**Records for the exercise:**
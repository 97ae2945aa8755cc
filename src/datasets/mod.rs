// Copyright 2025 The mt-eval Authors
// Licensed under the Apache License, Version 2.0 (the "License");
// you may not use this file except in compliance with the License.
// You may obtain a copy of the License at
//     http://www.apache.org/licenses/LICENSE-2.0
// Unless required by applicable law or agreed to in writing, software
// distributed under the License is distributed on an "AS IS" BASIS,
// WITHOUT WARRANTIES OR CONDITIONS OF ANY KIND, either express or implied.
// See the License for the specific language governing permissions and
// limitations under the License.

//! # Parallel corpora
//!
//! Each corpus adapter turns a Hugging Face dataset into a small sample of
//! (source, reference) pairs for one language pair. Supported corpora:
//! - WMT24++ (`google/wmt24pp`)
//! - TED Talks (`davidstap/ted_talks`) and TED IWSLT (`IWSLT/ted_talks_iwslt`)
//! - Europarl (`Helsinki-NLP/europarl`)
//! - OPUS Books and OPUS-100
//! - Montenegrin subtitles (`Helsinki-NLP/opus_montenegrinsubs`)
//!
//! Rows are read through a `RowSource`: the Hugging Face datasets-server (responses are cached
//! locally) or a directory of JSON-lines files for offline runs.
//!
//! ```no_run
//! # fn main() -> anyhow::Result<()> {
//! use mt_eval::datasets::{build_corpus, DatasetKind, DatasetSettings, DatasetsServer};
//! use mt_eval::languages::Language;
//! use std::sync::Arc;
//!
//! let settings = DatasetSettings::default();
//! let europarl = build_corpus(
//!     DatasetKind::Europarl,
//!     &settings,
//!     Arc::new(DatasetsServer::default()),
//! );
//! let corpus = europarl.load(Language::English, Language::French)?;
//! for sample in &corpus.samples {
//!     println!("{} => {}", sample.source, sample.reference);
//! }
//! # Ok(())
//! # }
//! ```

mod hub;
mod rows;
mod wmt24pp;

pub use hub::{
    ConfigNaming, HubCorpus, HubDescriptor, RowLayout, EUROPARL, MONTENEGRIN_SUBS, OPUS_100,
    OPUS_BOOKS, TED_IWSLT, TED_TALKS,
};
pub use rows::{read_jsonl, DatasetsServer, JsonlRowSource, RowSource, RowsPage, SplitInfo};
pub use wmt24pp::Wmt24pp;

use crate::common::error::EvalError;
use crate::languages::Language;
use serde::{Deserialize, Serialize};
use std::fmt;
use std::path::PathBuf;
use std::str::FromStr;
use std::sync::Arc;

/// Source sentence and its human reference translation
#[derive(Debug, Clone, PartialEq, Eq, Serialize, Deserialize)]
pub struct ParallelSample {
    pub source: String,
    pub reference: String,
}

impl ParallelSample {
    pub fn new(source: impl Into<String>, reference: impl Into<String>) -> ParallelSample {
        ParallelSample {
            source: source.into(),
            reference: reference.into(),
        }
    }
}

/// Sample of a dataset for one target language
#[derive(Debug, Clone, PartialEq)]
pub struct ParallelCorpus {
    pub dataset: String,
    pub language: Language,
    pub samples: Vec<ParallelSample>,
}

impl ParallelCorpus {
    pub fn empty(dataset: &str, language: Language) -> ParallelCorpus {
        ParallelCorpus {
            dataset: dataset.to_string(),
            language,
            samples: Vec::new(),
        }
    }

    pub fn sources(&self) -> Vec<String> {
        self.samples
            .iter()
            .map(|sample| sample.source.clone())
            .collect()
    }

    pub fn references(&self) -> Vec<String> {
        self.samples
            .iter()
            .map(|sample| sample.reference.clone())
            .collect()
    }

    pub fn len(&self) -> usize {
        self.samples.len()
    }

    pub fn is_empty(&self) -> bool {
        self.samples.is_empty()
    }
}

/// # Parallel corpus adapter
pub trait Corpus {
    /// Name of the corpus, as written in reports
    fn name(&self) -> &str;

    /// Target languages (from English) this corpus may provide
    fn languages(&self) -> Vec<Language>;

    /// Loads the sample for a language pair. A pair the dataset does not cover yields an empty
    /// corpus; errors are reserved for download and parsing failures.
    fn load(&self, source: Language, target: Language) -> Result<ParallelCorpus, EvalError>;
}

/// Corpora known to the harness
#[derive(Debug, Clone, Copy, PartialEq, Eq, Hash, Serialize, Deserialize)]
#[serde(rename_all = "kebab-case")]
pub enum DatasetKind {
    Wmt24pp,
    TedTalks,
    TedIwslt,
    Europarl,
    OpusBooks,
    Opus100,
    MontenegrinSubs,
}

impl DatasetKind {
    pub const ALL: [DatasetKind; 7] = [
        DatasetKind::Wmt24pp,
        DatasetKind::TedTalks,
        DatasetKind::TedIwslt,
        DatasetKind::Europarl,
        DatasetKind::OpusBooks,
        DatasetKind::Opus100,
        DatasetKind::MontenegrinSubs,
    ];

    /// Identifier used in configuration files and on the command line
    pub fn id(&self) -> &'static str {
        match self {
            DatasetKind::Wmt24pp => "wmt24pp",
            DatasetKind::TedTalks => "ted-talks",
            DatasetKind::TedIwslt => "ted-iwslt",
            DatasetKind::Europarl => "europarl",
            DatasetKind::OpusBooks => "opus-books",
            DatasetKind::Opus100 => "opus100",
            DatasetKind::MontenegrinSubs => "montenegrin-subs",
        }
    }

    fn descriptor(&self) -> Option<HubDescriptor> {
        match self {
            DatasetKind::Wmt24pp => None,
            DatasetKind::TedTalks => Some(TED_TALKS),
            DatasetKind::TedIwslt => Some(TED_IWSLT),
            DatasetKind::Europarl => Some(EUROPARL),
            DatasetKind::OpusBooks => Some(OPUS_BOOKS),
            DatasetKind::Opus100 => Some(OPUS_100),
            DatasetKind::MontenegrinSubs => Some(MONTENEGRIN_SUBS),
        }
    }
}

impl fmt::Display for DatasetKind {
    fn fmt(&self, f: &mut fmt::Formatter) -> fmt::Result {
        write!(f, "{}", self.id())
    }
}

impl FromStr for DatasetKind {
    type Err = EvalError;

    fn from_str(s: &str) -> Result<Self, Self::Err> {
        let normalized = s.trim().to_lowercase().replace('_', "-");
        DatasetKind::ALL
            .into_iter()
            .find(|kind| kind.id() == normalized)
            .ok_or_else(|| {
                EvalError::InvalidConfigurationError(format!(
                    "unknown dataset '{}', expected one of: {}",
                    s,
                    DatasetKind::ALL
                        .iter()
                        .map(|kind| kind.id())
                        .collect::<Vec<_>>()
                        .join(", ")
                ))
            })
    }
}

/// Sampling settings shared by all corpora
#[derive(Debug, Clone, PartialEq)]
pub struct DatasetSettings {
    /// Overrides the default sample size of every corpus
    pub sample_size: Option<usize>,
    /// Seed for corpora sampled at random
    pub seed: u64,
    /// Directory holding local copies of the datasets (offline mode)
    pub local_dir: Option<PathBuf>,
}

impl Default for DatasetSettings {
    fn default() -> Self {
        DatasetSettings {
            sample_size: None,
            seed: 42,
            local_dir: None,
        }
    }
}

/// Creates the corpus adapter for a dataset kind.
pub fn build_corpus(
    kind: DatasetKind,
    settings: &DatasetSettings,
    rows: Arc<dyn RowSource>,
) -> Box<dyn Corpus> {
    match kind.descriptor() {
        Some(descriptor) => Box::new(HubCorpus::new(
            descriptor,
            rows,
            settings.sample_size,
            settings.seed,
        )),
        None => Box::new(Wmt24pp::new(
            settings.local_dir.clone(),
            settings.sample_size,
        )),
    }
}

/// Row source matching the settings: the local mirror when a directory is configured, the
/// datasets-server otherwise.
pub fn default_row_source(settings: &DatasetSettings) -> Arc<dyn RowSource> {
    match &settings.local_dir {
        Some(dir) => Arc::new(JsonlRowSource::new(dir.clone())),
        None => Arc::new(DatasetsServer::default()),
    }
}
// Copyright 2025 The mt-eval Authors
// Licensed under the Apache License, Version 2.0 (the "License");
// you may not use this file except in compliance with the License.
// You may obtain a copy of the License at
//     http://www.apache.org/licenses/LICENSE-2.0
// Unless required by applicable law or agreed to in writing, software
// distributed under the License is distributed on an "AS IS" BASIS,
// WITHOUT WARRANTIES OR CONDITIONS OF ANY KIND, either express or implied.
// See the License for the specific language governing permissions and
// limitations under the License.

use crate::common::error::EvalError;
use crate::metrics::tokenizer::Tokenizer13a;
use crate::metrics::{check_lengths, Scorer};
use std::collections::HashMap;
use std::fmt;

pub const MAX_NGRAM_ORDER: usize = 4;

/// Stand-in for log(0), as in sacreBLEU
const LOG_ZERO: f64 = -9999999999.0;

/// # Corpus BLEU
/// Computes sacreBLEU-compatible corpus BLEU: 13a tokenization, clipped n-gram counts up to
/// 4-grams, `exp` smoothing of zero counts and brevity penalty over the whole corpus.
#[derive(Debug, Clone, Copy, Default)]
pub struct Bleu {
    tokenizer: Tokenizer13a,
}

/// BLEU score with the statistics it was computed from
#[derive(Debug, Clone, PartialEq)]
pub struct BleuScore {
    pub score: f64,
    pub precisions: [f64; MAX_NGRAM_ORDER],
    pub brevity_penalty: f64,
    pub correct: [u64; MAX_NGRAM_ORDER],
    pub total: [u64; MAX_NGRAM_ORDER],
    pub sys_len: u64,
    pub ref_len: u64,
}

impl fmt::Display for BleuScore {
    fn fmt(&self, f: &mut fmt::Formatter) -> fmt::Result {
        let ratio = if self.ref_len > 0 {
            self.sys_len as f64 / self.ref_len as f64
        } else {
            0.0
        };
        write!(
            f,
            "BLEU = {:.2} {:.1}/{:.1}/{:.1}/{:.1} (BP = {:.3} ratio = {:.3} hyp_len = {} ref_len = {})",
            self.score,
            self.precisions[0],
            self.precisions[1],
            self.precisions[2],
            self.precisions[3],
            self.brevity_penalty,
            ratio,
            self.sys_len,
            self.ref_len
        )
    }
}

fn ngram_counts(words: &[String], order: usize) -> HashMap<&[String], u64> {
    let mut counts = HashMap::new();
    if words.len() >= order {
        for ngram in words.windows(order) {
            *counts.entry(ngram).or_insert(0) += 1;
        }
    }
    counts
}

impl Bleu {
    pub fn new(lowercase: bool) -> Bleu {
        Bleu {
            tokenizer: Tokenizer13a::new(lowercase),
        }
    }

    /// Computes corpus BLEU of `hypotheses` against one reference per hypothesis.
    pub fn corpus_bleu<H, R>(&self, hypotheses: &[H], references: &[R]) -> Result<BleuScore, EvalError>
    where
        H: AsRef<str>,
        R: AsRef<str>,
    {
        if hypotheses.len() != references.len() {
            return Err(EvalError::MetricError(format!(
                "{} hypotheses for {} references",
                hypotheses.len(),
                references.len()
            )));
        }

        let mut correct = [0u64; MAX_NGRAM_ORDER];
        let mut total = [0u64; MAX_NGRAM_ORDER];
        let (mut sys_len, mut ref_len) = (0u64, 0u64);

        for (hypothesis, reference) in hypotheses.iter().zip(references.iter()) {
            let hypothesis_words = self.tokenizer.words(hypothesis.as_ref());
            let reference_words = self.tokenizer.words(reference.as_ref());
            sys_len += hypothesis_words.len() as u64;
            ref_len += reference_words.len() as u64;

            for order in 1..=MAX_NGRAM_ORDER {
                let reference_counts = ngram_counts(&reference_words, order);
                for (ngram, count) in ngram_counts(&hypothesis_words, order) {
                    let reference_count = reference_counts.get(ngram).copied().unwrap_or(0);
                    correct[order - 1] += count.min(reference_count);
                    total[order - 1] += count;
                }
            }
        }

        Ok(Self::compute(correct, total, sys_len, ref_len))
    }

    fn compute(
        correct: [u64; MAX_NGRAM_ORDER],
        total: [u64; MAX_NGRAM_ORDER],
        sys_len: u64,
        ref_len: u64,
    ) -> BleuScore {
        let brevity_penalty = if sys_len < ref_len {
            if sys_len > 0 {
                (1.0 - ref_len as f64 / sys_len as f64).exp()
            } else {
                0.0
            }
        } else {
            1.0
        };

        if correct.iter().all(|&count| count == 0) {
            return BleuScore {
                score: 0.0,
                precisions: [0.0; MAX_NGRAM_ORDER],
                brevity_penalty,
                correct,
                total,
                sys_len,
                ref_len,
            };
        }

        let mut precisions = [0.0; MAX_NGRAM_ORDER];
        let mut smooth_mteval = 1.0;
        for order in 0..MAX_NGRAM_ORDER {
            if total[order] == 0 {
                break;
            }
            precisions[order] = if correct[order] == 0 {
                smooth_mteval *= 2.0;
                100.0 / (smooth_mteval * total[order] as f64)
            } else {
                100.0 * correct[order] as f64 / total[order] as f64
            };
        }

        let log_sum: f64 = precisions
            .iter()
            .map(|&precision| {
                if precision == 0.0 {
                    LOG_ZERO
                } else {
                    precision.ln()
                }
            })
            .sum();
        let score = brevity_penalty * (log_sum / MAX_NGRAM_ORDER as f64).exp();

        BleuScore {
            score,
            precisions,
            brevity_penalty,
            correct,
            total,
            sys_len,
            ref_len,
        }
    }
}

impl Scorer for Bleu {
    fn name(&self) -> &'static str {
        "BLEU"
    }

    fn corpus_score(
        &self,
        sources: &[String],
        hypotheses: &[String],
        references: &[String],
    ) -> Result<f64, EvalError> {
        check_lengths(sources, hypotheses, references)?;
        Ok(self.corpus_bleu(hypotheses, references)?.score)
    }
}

**Try it:**
Every line above that carries the string "correct" should be copied.

**Answer to this problem:**
    pub correct: [u64; MAX_NGRAM_ORDER],
        let mut correct = [0u64; MAX_NGRAM_ORDER];
                    correct[order - 1] += count.min(reference_count);
        Ok(Self::compute(correct, total, sys_len, ref_len))
        correct: [u64; MAX_NGRAM_ORDER],
        if correct.iter().all(|&count| count == 0) {
                correct,
            precisions[order] = if correct[order] == 0 {
                100.0 * correct[order] as f64 / total[order] as f64
            correct,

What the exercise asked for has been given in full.